Search the records below for the word "serde", then return every line where it appears.

DATA EXTRACTS »
────────────────

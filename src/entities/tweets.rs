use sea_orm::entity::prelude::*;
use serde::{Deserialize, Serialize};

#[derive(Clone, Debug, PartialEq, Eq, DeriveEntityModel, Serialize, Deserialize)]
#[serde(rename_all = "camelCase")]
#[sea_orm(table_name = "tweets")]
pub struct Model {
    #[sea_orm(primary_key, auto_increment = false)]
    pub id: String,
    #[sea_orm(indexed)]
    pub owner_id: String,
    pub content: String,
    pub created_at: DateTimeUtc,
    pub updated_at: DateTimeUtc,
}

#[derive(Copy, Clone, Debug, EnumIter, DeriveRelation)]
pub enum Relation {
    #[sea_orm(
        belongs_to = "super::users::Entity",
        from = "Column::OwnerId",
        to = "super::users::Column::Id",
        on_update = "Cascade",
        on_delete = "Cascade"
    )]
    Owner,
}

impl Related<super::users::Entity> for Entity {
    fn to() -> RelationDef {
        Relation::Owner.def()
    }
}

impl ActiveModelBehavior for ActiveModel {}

────────────────

EXERCISE ANSWER »
use serde::{Deserialize, Serialize};
#[serde(rename_all = "camelCase")]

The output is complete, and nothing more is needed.